#### What is required
Each of the entries should be output exactly, with nothing left out.

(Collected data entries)

══════

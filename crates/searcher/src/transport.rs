//! Transport capability consumed by the searcher.

use std::collections::{BTreeMap, BTreeSet};
use std::sync::Arc;

use async_trait::async_trait;
use marquee_query::QuerySpec;
use marquee_results::ResultPage;

use crate::error::TransportError;
use crate::sequencer::SequencedRequest;

/// Everything a transport needs to execute one sequenced request.
#[derive(Debug, Clone, PartialEq)]
pub struct TransportRequest {
	pub sequence: u64,
	/// Immutable snapshot of the query at issue time.
	pub query: Arc<QuerySpec>,
	/// Page to fetch; may differ from `query.page` when loading more.
	pub page: usize,
	pub disjunctive_facets: BTreeSet<String>,
	/// Refinements flattened per facet, for disjunctive faceting.
	pub facet_refinements: BTreeMap<String, Vec<String>>,
}

impl From<&SequencedRequest> for TransportRequest {
	fn from(request: &SequencedRequest) -> Self {
		Self {
			sequence: request.sequence,
			query: Arc::clone(&request.query),
			page: request.page,
			disjunctive_facets: request.query.disjunctive_facets().clone(),
			facet_refinements: request.query.filters.build_filter_refinement_map(),
		}
	}
}

/// Executes search requests against some index.
///
/// Calls may run concurrently and complete in any order; the searcher
/// reconciles them. Implementations own any retry policy.
#[async_trait]
pub trait SearchTransport: Send + Sync + 'static {
	async fn execute(&self, request: TransportRequest) -> Result<ResultPage, TransportError>;
}

#[async_trait]
impl<T> SearchTransport for Arc<T>
where
	T: SearchTransport + ?Sized,
{
	async fn execute(&self, request: TransportRequest) -> Result<ResultPage, TransportError> {
		(**self).execute(request).await
	}
}
//! Facet and numeric filter evaluation against one record.

use marquee_query::{FacetRefinement, FilterTerm, NumericRefinement};
use marquee_results::Hit;
use serde_json::Value;

/// Facet values of `attribute` on `record`; arrays contribute every scalar item.
pub(crate) fn facet_values(record: &Hit, attribute: &str) -> Vec<String> {
	fn scalar(value: &Value) -> Option<String> {
		match value {
			Value::String(text) => Some(text.clone()),
			Value::Number(number) => Some(number.to_string()),
			Value::Bool(flag) => Some(flag.to_string()),
			_ => None,
		}
	}

	match record.value_at(attribute) {
		Some(Value::Array(items)) => items.iter().filter_map(scalar).collect(),
		Some(value) => scalar(value).into_iter().collect(),
		None => Vec::new(),
	}
}

fn refinement_matches(record: &Hit, refinement: &FacetRefinement) -> bool {
	let present = facet_values(record, &refinement.name).iter().any(|value| *value == refinement.value);
	present == refinement.inclusive
}

/// A standalone term must match; an OR-group needs any member to match.
pub(crate) fn term_matches(record: &Hit, term: &FilterTerm) -> bool {
	match term {
		FilterTerm::Single(refinement) => refinement_matches(record, refinement),
		FilterTerm::AnyOf { refinements, .. } => refinements.iter().any(|refinement| refinement_matches(record, refinement)),
	}
}

/// Records lacking a numeric `attribute` never match.
pub(crate) fn numeric_matches(record: &Hit, refinement: &NumericRefinement) -> bool {
	record
		.f64_at(&refinement.attribute)
		.is_some_and(|value| refinement.op.matches(value, refinement.value))
}
//! Error types for query construction and filter parsing.

use thiserror::Error;

/// Errors produced while decoding filters back into refinements.
#[derive(Debug, Clone, PartialEq, Eq, Error)]
pub enum QueryError {
	/// An encoded facet filter has no unescaped `:` between name and value.
	#[error("facet filter '{0}' has no name/value separator")]
	MissingSeparator(String),

	/// An encoded facet filter ends with a lone `\`.
	#[error("facet filter '{0}' ends with a dangling escape")]
	DanglingEscape(String),

	/// An encoded facet filter has an empty facet name.
	#[error("facet filter '{0}' has an empty facet name")]
	EmptyFacetName(String),

	/// A numeric filter could not be parsed as `attribute<op>value`.
	#[error("invalid numeric filter: {0}")]
	InvalidNumericFilter(String),
}

/// Result type for query operations.
pub type Result<T> = std::result::Result<T, QueryError>;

══════

#### Reply
filename crates/searcher/src/transport.rs
//! Transport capability consumed by the searcher.

use std::collections::{BTreeMap, BTreeSet};
use std::sync::Arc;

use async_trait::async_trait;
use marquee_query::QuerySpec;
use marquee_results::ResultPage;

use crate::error::TransportError;
use crate::sequencer::SequencedRequest;

/// Everything a transport needs to execute one sequenced request.
#[derive(Debug, Clone, PartialEq)]
pub struct TransportRequest {
	pub sequence: u64,
	/// Immutable snapshot of the query at issue time.
	pub query: Arc<QuerySpec>,
	/// Page to fetch; may differ from `query.page` when loading more.
	pub page: usize,
	pub disjunctive_facets: BTreeSet<String>,
	/// Refinements flattened per facet, for disjunctive faceting.
	pub facet_refinements: BTreeMap<String, Vec<String>>,
}

impl From<&SequencedRequest> for TransportRequest {
	fn from(request: &SequencedRequest) -> Self {
		Self {
			sequence: request.sequence,
			query: Arc::clone(&request.query),
			page: request.page,
			disjunctive_facets: request.query.disjunctive_facets().clone(),
			facet_refinements: request.query.filters.build_filter_refinement_map(),
		}
	}
}

/// Executes search requests against some index.
///
/// Calls may run concurrently and complete in any order; the searcher
/// reconciles them. Implementations own any retry policy.
#[async_trait]
pub trait SearchTransport: Send + Sync + 'static {
	async fn execute(&self, request: TransportRequest) -> Result<ResultPage, TransportError>;
}

#[async_trait]
impl<T> SearchTransport for Arc<T>
where
	T: SearchTransport + ?Sized,
{
	async fn execute(&self, request: TransportRequest) -> Result<ResultPage, TransportError> {
		(**self).execute(request).await
	}
}
//! Facet and numeric filter evaluation against one record.

use marquee_query::{FacetRefinement, FilterTerm, NumericRefinement};
use marquee_results::Hit;
use serde_json::Value;

/// Facet values of `attribute` on `record`; arrays contribute every scalar item.
pub(crate) fn facet_values(record: &Hit, attribute: &str) -> Vec<String> {
	fn scalar(value: &Value) -> Option<String> {
		match value {
			Value::String(text) => Some(text.clone()),
			Value::Number(number) => Some(number.to_string()),
			Value::Bool(flag) => Some(flag.to_string()),
			_ => None,
		}
	}

	match record.value_at(attribute) {
		Some(Value::Array(items)) => items.iter().filter_map(scalar).collect(),
		Some(value) => scalar(value).into_iter().collect(),
		None => Vec::new(),
	}
}

fn refinement_matches(record: &Hit, refinement: &FacetRefinement) -> bool {
	let present = facet_values(record, &refinement.name).iter().any(|value| *value == refinement.value);
	present == refinement.inclusive
}

/// A standalone term must match; an OR-group needs any member to match.
pub(crate) fn term_matches(record: &Hit, term: &FilterTerm) -> bool {
	match term {
		FilterTerm::Single(refinement) => refinement_matches(record, refinement),
		FilterTerm::AnyOf { refinements, .. } => refinements.iter().any(|refinement| refinement_matches(record, refinement)),
	}
}

/// Records lacking a numeric `attribute` never match.
pub(crate) fn numeric_matches(record: &Hit, refinement: &NumericRefinement) -> bool {
	record
		.f64_at(&refinement.attribute)
		.is_some_and(|value| refinement.op.matches(value, refinement.value))
}
//! Error types for query construction and filter parsing.

use thiserror::Error;

/// Errors produced while decoding filters back into refinements.
#[derive(Debug, Clone, PartialEq, Eq, Error)]
pub enum QueryError {
	/// An encoded facet filter has no unescaped `:` between name and value.
	#[error("facet filter '{0}' has no name/value separator")]
	MissingSeparator(String),

	/// An encoded facet filter ends with a lone `\`.
	#[error("facet filter '{0}' ends with a dangling escape")]
	DanglingEscape(String),

	/// An encoded facet filter has an empty facet name.
	#[error("facet filter '{0}' has an empty facet name")]
	EmptyFacetName(String),

	/// A numeric filter could not be parsed as `attribute<op>value`.
	#[error("invalid numeric filter: {0}")]
	InvalidNumericFilter(String),
}

/// Result type for query operations.
pub type Result<T> = std::result::Result<T, QueryError>;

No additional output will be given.